In the workplace, if someone is sick, the same process is done. Each staff cleans during their shift, to ensure no one else gets sick. Just like you would at home (while being mindful that our facilities are also congregate settings, demanding perhaps even more rigorous methods).
And as many of know, during the Coronavirus, cleaning was done more frequently and more in depth to ensure no one got sick. If someone was sick, it would not affect other staff or persons within the workplace. When the pandemic hit, it was seen to affect others more than some, especially those with obsessive compulsive disorder. So, when does a “best practice,” such as cleaning, become counterproductive? Where is the point of diminishing returns?
According to the American Psychiatric Association (APA), obsessive compulsive disorder is a “disorder in which people have recurring, unwanted thoughts, ideas or sensations (obsessions) that make them feel driven to do something repetitively (compulsions). The repetitive behaviors, such as hand washing, checking on things or cleaning, can significantly interfere with a person’s daily activities and social interactions.” So, the crux of the matter is impact. To what extent do the cons outweigh the pros? But how do we know when we cross that line?
I have seen first-hand how this affects someone with obsessive compulsive disorder: the cleaning supplies were running out faster, the individual washed their hands more frequently, and the worry was high. Once the vaccines started being distributed en masse, and the talk of the coronavirus declined, I noticed the individual’s excessive cleaning and worry were reduced. There is no longer a shortage on cleaning supplies, gloves, or every day necessities. While staff are still doing the appropriate amount of cleaning at my facilities, to ensure an illness isn’t contracted form one another, the supplies are lasting longer. Perhaps the folks with OCD or OCD-related symptoms can rest a little bit easier.

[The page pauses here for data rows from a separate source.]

//! A thread-safe queue that executes submitted actions strictly in order.
//!
//! Many producers may enqueue concurrently; at most one worker drains the
//! queue at a time, so actions never overlap and run in submission order.
//! The worker is claimed lazily: the enqueue that finds the queue idle
//! starts one on the Tokio blocking pool, and the worker retires itself the
//! moment the queue runs dry. An activity flag, exposed as a
//! [`watch`](tokio::sync::watch) channel, flips to `true` when a worker is
//! claimed and back to `false` when it retires; both flips happen under the
//! queue lock, so observers see them strictly alternate.

use parking_lot::Mutex;
use std::collections::VecDeque;
use std::panic::{catch_unwind, AssertUnwindSafe};
use std::sync::Arc;
use tokio::runtime::Handle;
use tokio::sync::watch;

type Action = Box<dyn FnOnce() + Send + 'static>;

struct QueueState {
    pending: VecDeque<Action>,
    draining: bool,
}

struct Inner {
    state: Mutex<QueueState>,
    active_tx: watch::Sender<bool>,
}

/// Executes submitted actions one at a time, in submission order.
///
/// Each queue owns its ordering domain: two queues never serialize against
/// each other, and a queue is typically owned by whatever resource it
/// protects, such as one queue per state machine. Dropping the queue does
/// not cancel work already submitted; the in-flight worker keeps the
/// internal state alive until it drains.
///
/// A panicking action is caught and logged, and the worker continues with
/// the next action, so one bad action cannot stall the queue.
///
/// # Example
///
/// ```rust
/// use statecraft::SequentialActionQueue;
/// use std::sync::atomic::{AtomicUsize, Ordering};
/// use std::sync::Arc;
///
/// # #[tokio::main]
/// # async fn main() {
/// let queue = SequentialActionQueue::new();
/// let counter = Arc::new(AtomicUsize::new(0));
///
/// for _ in 0..4 {
///     let counter = Arc::clone(&counter);
///     queue.enqueue(move || {
///         counter.fetch_add(1, Ordering::SeqCst);
///     });
/// }
///
/// queue.wait_until_idle().await;
/// assert_eq!(counter.load(Ordering::SeqCst), 4);
/// # }
/// ```
pub struct SequentialActionQueue {
    inner: Arc<Inner>,
    handle: Handle,
}

impl SequentialActionQueue {
    /// Create a queue that drains on the current Tokio runtime's blocking
    /// pool.
    ///
    /// # Panics
    ///
    /// Panics when called outside a Tokio runtime; use
    /// [`with_handle`](SequentialActionQueue::with_handle) to supply one
    /// explicitly.
    pub fn new() -> Self {
        Self::with_handle(Handle::current())
    }

    /// Create a queue that drains on the runtime behind `handle`.
    pub fn with_handle(handle: Handle) -> Self {
        let (active_tx, _) = watch::channel(false);
        Self {
            inner: Arc::new(Inner {
                state: Mutex::new(QueueState {
                    pending: VecDeque::new(),
                    draining: false,
                }),
                active_tx,
            }),
            handle,
        }
    }

    /// Submit an action for sequential execution.
    ///
    /// Returns as soon as the action is queued. If no worker is draining,
    /// this call claims one; the activity flag is already `true` by the time
    /// `enqueue` returns.
    pub fn enqueue<F>(&self, action: F)
    where
        F: FnOnce() + Send + 'static,
    {
        let claimed = {
            let mut state = self.inner.state.lock();
            state.pending.push_back(Box::new(action));
            if state.draining {
                false
            } else {
                state.draining = true;
                // Flipped under the lock so activity notifications alternate
                // strictly with the draining flag.
                self.inner.active_tx.send_replace(true);
                true
            }
        };

        if claimed {
            let inner = Arc::clone(&self.inner);
            self.handle.spawn_blocking(move || drain(inner));
        }
    }

    /// Whether a worker is currently draining the queue.
    pub fn is_active(&self) -> bool {
        *self.inner.active_tx.borrow()
    }

    /// Subscribe to the activity flag.
    ///
    /// The receiver observes `true` while a worker is draining and `false`
    /// while the queue is idle.
    pub fn subscribe_active(&self) -> watch::Receiver<bool> {
        self.inner.active_tx.subscribe()
    }

    /// Wait until the queue has no worker and no pending actions.
    ///
    /// Returns immediately when the queue is already idle. Actions enqueued
    /// after this call returns are not waited for.
    pub async fn wait_until_idle(&self) {
        let mut activity = self.subscribe_active();
        // The sender lives as long as `self`, so the channel cannot close
        // while we wait.
        let _ = activity.wait_for(|active| !*active).await;
    }

    /// Number of actions waiting to run, excluding the one in flight.
    pub fn len(&self) -> usize {
        self.inner.state.lock().pending.len()
    }

    /// True when no actions are waiting to run.
    pub fn is_empty(&self) -> bool {
        self.len() == 0
    }
}

impl Default for SequentialActionQueue {
    /// Equivalent to [`new`](SequentialActionQueue::new); panics outside a
    /// Tokio runtime.
    fn default() -> Self {
        Self::new()
    }
}

fn drain(inner: Arc<Inner>) {
    tracing::debug!("queue worker started");
    let mut completed = 0usize;
    loop {
        // Popping the next action and deciding to retire share one lock
        // acquisition: a concurrent enqueue either lands ahead of this check
        // or finds `draining` already false and claims a fresh worker.
        let action = {
            let mut state = inner.state.lock();
            match state.pending.pop_front() {
                Some(action) => action,
                None => {
                    state.draining = false;
                    inner.active_tx.send_replace(false);
                    break;
                }
            }
        };

        if catch_unwind(AssertUnwindSafe(action)).is_err() {
            tracing::error!("queued action panicked; continuing with the next action");
        } else {
            completed += 1;
        }
    }
    tracing::debug!(completed, "queue worker retired");
}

So how do we know when our well-intended behaviors start to become excessive? At what point does “it’s better to be safe than sorry” become counterproductive? One “reality check” is to seek guidance from the experts. Places like the CDC, World Health Organization, or the policies more specific to our very own facilities can be great resources to give you an idea of how fastidious one should be when it comes to cleaning and the like.